### Assignment:
If a line in the records below contains the word "core", return that line.

### Provided information:
+---+

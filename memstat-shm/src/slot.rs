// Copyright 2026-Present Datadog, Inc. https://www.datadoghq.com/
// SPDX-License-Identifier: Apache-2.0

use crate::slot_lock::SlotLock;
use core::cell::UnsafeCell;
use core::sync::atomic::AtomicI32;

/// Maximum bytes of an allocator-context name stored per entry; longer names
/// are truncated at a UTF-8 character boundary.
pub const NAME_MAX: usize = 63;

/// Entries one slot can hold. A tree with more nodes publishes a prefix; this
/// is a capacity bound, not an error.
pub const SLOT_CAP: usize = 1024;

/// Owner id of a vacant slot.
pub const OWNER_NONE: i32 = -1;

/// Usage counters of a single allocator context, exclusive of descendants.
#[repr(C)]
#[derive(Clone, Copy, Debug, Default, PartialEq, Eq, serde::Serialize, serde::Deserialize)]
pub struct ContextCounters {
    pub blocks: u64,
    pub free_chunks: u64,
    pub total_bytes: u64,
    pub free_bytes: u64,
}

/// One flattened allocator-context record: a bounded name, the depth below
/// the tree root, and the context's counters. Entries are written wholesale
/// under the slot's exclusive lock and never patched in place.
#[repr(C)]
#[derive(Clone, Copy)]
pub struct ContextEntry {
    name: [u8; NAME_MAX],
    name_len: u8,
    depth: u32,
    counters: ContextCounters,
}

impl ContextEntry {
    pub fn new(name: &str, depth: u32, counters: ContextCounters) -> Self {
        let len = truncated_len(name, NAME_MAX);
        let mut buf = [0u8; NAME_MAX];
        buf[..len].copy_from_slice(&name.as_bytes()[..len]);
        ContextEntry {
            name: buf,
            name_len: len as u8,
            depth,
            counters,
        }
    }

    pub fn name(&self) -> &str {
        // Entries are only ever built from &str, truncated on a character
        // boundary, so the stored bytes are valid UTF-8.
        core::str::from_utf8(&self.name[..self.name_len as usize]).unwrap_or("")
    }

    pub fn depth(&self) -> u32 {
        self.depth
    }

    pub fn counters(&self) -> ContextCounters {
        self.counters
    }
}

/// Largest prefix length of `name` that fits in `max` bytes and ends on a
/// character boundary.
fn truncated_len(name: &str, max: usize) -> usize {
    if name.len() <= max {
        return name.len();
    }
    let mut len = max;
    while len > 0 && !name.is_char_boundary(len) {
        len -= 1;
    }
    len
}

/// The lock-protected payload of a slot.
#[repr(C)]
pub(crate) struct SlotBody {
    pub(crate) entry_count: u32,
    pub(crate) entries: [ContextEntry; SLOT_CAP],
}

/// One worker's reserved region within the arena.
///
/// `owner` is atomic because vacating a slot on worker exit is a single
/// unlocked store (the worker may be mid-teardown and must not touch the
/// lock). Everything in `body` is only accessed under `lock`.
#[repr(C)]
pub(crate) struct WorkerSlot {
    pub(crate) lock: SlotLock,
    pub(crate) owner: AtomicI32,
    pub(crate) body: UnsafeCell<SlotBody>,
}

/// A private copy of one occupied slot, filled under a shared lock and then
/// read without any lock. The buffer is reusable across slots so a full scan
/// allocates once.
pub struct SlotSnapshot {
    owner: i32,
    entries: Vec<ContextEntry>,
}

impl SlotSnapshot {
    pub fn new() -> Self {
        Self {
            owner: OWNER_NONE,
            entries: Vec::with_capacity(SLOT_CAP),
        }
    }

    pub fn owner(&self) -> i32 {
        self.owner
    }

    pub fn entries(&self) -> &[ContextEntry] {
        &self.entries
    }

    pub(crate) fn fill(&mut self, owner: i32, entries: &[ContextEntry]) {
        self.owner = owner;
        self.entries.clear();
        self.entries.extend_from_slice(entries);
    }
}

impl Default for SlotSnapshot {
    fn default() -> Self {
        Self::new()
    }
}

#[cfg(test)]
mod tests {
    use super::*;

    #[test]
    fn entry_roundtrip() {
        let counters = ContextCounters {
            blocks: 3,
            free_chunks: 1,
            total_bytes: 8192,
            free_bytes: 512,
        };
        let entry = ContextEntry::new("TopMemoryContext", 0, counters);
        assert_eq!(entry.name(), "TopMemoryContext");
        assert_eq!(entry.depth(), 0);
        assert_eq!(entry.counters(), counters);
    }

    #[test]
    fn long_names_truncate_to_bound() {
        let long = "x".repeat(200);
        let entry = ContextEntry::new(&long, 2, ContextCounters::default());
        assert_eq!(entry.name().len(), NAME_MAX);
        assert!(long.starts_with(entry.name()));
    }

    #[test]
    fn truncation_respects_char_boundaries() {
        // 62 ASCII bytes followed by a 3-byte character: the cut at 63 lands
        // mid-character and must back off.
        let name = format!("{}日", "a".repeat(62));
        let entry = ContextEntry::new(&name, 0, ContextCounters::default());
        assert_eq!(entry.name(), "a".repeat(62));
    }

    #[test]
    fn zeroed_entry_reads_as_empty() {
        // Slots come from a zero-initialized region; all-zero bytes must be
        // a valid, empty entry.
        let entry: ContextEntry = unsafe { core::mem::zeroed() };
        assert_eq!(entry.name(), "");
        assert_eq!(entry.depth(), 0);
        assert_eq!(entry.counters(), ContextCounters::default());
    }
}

+---+

### Solution for this problem:
use core::cell::UnsafeCell;
use core::sync::atomic::AtomicI32;
        core::str::from_utf8(&self.name[..self.name_len as usize]).unwrap_or("")
        let entry: ContextEntry = unsafe { core::mem::zeroed() };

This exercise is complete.